## TO DO
Transcribe the records below exactly as written, from the opening line through the line that contains "const MIN_FILE_COUNT: u32 = 100;".

## DATA PROVIDED
● ● ●

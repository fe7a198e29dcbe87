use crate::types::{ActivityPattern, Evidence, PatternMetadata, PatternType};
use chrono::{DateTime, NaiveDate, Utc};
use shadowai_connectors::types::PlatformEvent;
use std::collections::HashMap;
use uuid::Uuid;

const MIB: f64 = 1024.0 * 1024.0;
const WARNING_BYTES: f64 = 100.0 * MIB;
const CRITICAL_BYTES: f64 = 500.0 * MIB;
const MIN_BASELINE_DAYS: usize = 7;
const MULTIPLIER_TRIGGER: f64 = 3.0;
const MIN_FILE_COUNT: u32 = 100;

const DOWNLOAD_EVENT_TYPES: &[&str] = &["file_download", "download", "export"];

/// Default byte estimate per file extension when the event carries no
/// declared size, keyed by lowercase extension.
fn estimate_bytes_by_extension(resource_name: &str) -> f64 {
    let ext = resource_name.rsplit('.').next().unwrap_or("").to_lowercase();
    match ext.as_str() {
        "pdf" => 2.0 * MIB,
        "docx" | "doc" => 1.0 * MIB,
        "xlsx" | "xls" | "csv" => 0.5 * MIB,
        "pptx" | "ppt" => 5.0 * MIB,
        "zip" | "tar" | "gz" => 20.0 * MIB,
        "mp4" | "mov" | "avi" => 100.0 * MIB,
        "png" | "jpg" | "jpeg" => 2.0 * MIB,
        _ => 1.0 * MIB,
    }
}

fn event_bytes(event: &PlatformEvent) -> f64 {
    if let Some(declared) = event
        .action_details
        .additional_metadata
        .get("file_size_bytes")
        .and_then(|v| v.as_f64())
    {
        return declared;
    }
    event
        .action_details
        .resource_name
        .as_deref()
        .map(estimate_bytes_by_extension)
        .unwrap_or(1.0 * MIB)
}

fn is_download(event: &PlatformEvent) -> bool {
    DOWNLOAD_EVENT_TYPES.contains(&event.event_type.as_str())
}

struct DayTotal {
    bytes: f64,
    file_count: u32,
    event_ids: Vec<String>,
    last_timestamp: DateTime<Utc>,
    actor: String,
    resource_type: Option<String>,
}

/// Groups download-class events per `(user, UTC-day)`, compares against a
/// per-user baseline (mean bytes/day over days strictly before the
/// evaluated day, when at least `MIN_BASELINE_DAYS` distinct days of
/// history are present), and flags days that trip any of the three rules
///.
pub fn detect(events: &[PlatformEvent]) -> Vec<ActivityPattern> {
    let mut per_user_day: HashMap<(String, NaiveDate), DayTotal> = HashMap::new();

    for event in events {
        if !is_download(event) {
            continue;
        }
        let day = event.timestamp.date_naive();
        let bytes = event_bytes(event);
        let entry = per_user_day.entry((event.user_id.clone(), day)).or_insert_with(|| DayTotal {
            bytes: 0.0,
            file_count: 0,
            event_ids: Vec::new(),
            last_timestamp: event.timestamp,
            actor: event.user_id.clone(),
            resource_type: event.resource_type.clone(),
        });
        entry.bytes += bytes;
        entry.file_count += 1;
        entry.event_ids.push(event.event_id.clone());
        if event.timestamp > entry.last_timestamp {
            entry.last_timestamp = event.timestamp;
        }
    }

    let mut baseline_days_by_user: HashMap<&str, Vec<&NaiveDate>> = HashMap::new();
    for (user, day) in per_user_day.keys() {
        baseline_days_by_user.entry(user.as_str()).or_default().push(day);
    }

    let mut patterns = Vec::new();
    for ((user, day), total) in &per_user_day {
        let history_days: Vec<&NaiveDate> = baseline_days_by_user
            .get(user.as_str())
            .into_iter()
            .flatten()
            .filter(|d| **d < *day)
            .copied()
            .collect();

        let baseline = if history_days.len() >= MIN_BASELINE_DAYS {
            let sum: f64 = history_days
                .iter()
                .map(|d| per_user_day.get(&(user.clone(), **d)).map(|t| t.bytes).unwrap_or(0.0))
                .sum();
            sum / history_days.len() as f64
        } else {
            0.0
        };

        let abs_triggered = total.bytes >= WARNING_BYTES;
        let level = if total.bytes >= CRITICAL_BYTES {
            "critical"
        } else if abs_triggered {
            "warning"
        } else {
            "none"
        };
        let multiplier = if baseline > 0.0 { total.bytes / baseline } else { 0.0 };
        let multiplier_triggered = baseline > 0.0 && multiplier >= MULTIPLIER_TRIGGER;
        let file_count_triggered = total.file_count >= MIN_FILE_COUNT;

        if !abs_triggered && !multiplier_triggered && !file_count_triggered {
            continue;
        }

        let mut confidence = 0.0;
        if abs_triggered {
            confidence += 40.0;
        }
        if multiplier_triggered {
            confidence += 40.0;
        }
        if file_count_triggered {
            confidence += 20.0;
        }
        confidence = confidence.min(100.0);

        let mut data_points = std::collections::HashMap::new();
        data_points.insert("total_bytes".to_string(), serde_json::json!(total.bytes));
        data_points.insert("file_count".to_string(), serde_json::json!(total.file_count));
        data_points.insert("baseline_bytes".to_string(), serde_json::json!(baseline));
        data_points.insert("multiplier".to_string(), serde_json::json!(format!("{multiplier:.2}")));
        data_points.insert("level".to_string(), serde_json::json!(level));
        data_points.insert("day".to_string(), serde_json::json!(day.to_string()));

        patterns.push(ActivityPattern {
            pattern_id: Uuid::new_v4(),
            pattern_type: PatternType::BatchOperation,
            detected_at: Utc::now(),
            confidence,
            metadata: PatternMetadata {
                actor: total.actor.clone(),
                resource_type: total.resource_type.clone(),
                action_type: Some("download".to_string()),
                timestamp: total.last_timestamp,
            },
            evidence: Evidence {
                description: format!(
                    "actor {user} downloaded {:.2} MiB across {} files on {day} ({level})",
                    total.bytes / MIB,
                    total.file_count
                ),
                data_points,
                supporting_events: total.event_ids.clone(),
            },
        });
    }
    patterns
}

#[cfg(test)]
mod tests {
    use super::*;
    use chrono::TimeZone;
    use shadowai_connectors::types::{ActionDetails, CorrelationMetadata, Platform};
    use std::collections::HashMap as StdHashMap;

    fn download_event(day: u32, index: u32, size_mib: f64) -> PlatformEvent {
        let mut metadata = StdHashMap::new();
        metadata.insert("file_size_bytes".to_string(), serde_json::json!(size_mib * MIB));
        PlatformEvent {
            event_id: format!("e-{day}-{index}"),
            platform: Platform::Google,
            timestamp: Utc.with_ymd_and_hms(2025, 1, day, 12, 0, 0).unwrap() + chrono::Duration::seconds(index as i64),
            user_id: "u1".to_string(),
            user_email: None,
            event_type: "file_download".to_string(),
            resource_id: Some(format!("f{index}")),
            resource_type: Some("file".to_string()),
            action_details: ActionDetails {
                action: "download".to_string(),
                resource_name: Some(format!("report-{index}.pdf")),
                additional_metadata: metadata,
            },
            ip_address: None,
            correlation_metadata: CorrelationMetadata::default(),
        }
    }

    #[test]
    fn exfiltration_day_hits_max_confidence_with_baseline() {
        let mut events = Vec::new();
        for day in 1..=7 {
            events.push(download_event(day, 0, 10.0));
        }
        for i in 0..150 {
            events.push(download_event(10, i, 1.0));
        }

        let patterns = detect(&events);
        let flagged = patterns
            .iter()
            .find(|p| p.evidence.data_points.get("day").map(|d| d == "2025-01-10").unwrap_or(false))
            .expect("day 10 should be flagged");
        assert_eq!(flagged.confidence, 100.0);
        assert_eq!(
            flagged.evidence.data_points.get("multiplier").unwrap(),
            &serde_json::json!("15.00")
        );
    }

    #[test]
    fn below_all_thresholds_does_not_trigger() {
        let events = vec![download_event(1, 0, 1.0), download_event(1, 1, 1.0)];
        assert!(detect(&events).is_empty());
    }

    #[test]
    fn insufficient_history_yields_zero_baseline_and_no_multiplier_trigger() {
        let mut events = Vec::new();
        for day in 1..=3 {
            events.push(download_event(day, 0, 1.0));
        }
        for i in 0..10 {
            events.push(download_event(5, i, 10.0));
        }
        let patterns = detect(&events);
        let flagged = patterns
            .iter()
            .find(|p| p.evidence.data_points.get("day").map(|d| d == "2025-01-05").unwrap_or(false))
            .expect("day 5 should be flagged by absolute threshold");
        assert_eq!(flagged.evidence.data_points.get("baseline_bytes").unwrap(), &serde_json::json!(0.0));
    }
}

● ● ●

## ANSWER TO THIS PROBLEM
repository fe7a198e29dcbe87
use crate::types::{ActivityPattern, Evidence, PatternMetadata, PatternType};
use chrono::{DateTime, NaiveDate, Utc};
use shadowai_connectors::types::PlatformEvent;
use std::collections::HashMap;
use uuid::Uuid;

const MIB: f64 = 1024.0 * 1024.0;
const WARNING_BYTES: f64 = 100.0 * MIB;
const CRITICAL_BYTES: f64 = 500.0 * MIB;
const MIN_BASELINE_DAYS: usize = 7;
const MULTIPLIER_TRIGGER: f64 = 3.0;
const MIN_FILE_COUNT: u32 = 100;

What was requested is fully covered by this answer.